• Work order:
Only lines with the string "limit" should be returned from the data below.

*** Dataset entries ***

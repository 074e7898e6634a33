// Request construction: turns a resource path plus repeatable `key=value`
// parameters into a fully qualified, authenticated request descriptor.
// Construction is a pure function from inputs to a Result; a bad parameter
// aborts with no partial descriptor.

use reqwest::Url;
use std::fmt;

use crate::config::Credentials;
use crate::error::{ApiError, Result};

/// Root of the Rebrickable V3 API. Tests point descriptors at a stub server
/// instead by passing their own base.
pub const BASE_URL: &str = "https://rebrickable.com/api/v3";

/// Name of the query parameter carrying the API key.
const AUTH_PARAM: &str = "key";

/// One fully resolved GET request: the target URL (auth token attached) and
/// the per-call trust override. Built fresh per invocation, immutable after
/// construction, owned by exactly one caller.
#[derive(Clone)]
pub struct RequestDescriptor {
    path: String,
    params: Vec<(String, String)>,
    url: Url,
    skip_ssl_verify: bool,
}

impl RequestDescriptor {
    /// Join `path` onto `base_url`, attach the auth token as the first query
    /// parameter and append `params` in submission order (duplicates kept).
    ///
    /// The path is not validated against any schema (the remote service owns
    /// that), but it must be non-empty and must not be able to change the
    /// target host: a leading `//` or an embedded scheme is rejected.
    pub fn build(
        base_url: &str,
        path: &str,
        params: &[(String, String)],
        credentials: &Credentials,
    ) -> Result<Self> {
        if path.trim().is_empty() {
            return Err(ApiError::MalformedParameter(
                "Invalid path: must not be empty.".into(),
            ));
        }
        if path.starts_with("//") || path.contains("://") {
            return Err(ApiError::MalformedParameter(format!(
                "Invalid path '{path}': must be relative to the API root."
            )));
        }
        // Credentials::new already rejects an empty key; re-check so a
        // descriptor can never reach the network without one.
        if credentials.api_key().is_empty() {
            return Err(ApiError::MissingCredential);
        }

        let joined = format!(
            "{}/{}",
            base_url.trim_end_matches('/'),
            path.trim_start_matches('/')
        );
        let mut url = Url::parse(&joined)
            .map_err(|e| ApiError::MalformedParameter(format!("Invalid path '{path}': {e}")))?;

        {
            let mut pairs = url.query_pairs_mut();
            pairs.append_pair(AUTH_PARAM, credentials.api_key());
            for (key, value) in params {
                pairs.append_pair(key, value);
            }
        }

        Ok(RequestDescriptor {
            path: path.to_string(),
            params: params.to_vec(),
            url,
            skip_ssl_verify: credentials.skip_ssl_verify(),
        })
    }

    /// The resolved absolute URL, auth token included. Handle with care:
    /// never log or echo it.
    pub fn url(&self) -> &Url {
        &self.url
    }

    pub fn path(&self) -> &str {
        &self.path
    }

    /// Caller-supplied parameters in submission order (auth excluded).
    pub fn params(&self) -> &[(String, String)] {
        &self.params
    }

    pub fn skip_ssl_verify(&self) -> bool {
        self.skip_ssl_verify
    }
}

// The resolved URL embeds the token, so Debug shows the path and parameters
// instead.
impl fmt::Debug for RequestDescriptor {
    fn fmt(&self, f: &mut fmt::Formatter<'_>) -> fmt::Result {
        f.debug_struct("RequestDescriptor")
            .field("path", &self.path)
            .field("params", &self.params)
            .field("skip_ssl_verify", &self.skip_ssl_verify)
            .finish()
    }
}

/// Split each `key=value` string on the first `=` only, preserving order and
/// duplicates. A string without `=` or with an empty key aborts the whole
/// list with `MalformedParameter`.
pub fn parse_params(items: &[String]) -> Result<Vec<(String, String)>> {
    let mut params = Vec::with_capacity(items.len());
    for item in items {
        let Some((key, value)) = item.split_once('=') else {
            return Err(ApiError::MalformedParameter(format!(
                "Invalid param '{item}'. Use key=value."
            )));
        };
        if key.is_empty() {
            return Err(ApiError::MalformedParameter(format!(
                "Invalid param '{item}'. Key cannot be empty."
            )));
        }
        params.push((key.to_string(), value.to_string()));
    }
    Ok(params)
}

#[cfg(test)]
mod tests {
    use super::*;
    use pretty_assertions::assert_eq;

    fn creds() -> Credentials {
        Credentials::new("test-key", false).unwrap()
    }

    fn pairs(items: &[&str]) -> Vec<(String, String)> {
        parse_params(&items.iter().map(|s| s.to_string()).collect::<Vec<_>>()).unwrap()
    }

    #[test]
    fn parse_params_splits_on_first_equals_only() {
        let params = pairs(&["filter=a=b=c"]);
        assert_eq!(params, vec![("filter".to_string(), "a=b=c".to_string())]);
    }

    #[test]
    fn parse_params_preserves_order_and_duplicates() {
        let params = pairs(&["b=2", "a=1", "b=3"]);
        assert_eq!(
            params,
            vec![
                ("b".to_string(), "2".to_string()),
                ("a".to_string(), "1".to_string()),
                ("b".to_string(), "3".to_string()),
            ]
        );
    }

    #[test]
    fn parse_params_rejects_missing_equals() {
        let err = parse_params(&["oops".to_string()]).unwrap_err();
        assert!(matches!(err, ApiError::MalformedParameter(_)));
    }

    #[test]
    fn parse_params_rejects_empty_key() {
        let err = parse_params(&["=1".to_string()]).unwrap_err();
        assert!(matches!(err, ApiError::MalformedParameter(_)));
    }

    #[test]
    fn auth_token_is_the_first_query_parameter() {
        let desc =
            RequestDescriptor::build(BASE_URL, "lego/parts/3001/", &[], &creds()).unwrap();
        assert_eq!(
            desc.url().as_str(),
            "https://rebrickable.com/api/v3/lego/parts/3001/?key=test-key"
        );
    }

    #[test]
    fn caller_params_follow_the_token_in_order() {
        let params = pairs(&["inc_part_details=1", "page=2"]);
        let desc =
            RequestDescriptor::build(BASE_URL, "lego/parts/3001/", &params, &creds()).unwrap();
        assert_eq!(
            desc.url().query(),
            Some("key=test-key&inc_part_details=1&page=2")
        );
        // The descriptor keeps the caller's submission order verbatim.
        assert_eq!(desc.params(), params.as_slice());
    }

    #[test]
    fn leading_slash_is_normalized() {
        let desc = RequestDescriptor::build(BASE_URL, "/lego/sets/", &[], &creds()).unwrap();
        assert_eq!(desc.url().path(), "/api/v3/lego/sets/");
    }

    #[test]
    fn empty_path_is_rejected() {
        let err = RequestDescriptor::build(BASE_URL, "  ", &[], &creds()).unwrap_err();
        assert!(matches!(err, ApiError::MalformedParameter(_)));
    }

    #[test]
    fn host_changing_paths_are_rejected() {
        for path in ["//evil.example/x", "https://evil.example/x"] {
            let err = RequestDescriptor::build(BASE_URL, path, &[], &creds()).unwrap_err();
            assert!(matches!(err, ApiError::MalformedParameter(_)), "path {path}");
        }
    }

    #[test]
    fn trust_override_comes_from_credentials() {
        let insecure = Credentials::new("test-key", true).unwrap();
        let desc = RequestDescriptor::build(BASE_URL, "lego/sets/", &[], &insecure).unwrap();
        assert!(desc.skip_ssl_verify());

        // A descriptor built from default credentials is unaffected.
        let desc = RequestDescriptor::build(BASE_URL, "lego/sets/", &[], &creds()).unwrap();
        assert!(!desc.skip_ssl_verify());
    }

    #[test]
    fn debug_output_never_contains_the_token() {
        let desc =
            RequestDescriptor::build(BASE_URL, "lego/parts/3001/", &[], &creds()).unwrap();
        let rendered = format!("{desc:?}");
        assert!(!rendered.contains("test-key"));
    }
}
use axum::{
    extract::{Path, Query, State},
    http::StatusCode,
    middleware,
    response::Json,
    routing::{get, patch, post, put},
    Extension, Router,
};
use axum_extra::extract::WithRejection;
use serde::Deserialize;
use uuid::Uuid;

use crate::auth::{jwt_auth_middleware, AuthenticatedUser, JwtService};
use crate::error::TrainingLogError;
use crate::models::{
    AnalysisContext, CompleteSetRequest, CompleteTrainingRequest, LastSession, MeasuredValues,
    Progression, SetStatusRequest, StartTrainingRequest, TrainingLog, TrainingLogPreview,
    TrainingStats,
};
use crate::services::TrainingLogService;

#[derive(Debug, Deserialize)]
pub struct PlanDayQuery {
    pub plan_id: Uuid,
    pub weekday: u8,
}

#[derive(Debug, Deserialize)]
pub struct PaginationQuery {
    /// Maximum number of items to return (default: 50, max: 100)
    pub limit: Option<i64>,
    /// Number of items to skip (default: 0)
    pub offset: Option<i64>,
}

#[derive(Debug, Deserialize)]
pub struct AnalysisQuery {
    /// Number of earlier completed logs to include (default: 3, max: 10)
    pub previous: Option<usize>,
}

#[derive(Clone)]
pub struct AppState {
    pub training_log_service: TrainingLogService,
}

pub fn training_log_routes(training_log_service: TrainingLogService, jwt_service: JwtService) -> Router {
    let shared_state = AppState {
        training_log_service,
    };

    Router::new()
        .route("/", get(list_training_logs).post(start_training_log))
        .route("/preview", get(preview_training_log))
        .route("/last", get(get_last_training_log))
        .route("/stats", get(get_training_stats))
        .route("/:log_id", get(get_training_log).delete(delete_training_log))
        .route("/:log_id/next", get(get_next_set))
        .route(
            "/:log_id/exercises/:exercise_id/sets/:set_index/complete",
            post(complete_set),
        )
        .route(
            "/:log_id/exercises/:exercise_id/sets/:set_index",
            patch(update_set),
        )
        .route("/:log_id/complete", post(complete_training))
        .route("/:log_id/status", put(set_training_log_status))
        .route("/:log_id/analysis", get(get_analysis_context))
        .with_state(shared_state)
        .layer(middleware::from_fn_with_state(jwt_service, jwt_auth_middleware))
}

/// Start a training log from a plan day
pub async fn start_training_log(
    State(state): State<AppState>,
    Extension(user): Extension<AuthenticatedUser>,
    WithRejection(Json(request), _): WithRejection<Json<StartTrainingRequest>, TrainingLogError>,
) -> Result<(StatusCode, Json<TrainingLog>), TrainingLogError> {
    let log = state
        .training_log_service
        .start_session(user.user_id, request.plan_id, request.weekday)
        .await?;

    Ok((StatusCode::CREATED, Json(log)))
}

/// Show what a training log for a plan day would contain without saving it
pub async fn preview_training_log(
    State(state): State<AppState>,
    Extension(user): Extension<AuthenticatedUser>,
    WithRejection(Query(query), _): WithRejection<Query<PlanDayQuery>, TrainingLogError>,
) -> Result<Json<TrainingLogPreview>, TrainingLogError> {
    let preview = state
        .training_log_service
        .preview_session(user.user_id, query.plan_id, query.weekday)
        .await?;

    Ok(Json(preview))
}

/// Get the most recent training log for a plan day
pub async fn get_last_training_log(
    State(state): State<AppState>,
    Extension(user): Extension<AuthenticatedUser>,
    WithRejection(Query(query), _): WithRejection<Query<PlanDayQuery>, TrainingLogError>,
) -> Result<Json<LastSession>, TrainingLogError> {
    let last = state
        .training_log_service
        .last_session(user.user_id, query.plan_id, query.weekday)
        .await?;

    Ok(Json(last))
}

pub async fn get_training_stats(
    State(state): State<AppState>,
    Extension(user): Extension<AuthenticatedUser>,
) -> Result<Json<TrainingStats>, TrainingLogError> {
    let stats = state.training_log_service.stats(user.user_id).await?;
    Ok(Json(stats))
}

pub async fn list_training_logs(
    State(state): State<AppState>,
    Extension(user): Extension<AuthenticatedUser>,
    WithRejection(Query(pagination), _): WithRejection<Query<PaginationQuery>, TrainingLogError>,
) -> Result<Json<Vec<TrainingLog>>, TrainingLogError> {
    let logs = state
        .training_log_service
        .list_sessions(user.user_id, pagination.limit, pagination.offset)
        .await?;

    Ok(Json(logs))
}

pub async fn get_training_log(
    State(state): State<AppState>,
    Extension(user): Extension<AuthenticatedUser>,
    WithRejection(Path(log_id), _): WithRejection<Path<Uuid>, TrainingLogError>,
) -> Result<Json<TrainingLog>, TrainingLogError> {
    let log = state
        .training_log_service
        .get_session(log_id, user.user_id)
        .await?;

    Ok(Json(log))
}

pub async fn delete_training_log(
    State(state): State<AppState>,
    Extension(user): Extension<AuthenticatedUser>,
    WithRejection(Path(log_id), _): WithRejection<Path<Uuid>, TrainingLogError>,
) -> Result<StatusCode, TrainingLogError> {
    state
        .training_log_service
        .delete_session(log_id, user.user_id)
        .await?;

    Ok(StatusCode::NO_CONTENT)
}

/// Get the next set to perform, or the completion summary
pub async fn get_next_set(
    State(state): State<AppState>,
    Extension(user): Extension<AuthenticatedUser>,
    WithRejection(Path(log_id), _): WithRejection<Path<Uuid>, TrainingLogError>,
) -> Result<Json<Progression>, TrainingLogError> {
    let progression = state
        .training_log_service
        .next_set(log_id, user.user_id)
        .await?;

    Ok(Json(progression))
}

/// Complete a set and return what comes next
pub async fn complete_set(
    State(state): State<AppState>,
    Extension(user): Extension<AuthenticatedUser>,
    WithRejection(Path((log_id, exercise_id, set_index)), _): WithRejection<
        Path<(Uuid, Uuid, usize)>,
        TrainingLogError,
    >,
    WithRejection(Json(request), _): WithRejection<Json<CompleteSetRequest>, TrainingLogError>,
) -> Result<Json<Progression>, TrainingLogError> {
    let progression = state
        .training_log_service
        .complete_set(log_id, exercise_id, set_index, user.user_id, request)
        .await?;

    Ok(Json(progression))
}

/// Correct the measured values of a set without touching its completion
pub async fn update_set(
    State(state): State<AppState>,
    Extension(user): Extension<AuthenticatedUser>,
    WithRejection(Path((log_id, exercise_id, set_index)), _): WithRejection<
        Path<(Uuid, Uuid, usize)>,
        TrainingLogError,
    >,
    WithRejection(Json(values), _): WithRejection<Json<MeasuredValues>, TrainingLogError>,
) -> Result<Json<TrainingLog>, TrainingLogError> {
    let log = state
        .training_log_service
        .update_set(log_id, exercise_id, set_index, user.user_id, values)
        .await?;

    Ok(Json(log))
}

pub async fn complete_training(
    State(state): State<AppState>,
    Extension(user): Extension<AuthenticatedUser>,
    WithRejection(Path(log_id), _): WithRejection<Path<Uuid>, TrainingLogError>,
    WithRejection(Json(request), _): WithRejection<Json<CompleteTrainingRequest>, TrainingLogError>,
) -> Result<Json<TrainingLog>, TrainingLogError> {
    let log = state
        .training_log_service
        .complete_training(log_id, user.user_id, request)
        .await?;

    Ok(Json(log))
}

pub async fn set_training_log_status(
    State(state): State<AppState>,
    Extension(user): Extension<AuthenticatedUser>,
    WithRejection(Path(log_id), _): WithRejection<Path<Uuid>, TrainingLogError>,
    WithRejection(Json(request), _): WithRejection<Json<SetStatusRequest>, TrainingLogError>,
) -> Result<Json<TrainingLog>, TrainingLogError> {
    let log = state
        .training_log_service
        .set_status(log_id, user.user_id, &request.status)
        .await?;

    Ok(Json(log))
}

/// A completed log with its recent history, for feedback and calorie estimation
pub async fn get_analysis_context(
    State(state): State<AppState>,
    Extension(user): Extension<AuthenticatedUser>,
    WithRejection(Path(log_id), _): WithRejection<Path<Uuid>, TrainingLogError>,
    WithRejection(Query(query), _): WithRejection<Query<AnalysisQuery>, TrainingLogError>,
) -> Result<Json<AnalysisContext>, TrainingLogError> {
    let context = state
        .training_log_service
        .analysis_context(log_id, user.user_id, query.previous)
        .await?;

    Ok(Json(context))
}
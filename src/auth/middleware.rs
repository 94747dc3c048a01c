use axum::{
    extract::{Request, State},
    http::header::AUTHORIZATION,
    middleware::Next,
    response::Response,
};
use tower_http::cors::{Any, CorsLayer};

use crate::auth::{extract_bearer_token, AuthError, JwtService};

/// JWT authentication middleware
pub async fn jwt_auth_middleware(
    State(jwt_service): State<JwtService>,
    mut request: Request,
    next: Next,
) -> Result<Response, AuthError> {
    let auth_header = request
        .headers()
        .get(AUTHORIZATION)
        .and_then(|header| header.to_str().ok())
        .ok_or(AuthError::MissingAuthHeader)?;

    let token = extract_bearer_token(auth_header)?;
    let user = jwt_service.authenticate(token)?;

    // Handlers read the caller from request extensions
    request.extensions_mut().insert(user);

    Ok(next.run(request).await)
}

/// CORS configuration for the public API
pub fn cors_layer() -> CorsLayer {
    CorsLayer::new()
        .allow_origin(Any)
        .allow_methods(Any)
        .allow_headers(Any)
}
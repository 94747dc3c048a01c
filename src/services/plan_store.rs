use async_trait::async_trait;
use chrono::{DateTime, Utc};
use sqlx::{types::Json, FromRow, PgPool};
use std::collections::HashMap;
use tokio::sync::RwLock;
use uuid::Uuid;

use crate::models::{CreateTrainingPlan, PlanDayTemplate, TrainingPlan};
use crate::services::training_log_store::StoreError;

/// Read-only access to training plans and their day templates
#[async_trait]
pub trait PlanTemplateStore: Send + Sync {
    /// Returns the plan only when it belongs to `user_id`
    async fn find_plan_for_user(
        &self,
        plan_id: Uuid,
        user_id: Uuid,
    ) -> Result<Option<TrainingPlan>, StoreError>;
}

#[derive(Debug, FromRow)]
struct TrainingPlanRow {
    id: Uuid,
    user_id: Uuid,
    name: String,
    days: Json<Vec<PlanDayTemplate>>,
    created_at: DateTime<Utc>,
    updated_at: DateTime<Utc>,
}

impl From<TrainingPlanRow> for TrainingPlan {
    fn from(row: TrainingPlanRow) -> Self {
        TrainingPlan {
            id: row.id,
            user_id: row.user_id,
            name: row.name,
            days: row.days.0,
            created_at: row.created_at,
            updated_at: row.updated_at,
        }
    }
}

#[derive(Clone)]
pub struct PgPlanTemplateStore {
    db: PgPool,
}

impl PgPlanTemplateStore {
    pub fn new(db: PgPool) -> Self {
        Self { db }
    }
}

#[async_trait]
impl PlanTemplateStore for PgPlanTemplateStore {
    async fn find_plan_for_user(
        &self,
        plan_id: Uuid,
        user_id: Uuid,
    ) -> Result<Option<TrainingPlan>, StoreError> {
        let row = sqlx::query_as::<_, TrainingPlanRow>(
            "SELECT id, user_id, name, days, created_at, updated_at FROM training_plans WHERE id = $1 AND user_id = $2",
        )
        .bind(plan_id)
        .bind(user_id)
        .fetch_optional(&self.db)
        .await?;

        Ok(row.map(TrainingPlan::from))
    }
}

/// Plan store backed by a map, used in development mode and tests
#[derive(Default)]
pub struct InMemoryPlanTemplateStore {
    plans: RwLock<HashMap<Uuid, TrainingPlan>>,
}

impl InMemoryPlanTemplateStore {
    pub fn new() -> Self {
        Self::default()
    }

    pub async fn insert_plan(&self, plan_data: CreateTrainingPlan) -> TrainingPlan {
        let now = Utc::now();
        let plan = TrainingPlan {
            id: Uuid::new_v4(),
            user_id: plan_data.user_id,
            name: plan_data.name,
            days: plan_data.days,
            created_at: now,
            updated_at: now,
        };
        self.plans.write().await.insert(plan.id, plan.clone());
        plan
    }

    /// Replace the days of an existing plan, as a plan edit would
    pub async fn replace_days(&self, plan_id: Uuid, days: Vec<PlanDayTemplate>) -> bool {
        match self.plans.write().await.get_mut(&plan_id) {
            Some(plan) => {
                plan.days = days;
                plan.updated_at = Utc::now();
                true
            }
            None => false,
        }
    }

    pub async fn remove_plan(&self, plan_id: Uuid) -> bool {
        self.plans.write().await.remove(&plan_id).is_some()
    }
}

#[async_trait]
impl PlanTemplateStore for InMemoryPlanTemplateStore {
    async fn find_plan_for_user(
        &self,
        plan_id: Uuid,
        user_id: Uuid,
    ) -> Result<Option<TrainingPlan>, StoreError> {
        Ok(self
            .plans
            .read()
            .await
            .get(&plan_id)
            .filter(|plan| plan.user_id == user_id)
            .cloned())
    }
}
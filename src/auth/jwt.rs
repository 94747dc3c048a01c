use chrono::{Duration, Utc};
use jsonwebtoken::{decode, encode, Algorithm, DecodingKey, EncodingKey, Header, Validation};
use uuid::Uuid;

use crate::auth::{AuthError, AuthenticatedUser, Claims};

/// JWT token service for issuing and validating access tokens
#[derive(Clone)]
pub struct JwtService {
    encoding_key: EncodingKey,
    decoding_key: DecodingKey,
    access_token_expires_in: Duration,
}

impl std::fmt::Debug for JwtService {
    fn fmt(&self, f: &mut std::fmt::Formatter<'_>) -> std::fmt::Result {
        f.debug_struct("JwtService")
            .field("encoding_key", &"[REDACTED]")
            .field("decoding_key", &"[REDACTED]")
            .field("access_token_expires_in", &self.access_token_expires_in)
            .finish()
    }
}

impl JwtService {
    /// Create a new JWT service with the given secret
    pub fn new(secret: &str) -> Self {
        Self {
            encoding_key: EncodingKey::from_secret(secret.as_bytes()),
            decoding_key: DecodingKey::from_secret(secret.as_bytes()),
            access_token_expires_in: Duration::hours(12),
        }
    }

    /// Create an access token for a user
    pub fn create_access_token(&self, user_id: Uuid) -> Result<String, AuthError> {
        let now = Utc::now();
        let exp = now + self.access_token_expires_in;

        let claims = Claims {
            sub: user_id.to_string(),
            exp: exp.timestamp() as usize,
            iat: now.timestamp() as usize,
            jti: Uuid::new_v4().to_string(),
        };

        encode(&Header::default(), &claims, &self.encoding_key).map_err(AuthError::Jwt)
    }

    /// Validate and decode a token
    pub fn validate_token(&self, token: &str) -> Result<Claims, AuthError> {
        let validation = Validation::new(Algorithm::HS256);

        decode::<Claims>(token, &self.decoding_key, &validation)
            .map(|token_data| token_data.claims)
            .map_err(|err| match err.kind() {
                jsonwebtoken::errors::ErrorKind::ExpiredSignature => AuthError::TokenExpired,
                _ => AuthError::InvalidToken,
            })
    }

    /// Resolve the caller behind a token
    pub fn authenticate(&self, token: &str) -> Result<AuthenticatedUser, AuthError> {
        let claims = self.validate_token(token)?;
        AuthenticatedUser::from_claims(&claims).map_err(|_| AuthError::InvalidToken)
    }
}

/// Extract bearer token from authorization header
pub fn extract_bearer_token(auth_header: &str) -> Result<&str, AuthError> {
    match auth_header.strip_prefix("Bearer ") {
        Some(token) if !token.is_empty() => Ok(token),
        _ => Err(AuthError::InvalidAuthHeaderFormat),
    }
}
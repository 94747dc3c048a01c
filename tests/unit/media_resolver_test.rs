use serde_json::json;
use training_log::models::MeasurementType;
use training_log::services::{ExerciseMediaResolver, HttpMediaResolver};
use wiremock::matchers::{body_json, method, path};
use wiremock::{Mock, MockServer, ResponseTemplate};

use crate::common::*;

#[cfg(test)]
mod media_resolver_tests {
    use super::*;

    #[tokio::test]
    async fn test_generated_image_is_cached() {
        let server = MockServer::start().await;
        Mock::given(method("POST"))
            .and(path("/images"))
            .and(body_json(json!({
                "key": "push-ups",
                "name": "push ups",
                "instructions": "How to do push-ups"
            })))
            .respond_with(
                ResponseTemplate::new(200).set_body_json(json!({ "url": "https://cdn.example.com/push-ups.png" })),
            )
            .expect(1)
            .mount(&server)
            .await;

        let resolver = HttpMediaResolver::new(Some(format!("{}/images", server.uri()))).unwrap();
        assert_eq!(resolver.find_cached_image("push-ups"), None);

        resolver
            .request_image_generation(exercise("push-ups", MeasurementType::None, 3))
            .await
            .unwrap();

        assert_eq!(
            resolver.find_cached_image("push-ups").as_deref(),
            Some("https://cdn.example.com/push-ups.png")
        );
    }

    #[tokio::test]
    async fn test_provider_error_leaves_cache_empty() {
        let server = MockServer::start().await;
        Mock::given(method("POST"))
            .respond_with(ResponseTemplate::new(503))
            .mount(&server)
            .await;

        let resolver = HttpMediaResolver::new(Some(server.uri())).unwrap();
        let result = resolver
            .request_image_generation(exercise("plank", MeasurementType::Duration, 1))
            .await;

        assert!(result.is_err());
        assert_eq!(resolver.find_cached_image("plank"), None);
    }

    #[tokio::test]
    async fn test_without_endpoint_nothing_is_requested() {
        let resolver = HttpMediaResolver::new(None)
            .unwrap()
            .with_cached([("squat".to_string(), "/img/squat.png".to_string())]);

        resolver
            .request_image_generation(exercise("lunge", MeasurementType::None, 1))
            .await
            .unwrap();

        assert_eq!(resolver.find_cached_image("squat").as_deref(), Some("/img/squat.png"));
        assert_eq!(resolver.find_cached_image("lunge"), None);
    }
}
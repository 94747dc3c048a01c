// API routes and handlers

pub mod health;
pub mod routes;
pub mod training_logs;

*** End of Dataset entries ***

• Answer for the task:
    pub limit: Option<i64>,
        .list_sessions(user.user_id, pagination.limit, pagination.offset)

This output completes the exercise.